● **Information**:
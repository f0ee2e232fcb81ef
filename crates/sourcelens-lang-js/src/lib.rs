//! JavaScript and TypeScript language support for sourcelens

mod ast_mapper;
mod parser;
mod queries;

pub use parser::JsParser;

use std::sync::Arc;

/// Create the JavaScript and TypeScript parser instances for registration
pub fn create_parsers() -> Vec<Arc<dyn sourcelens_core::LanguageParser>> {
    vec![
        Arc::new(JsParser::javascript()),
        Arc::new(JsParser::typescript()),
    ]
}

● **Your instructions**:
An exact copy of every record is required here.

● **Exercise result**:
repository f0ee2e232fcb81ef
filename crates/sourcelens-lang-js/src/lib.rs
//! JavaScript and TypeScript language support for sourcelens

mod ast_mapper;
mod parser;
mod queries;

pub use parser::JsParser;

use std::sync::Arc;

/// Create the JavaScript and TypeScript parser instances for registration
pub fn create_parsers() -> Vec<Arc<dyn sourcelens_core::LanguageParser>> {
    vec![
        Arc::new(JsParser::javascript()),
        Arc::new(JsParser::typescript()),
    ]
}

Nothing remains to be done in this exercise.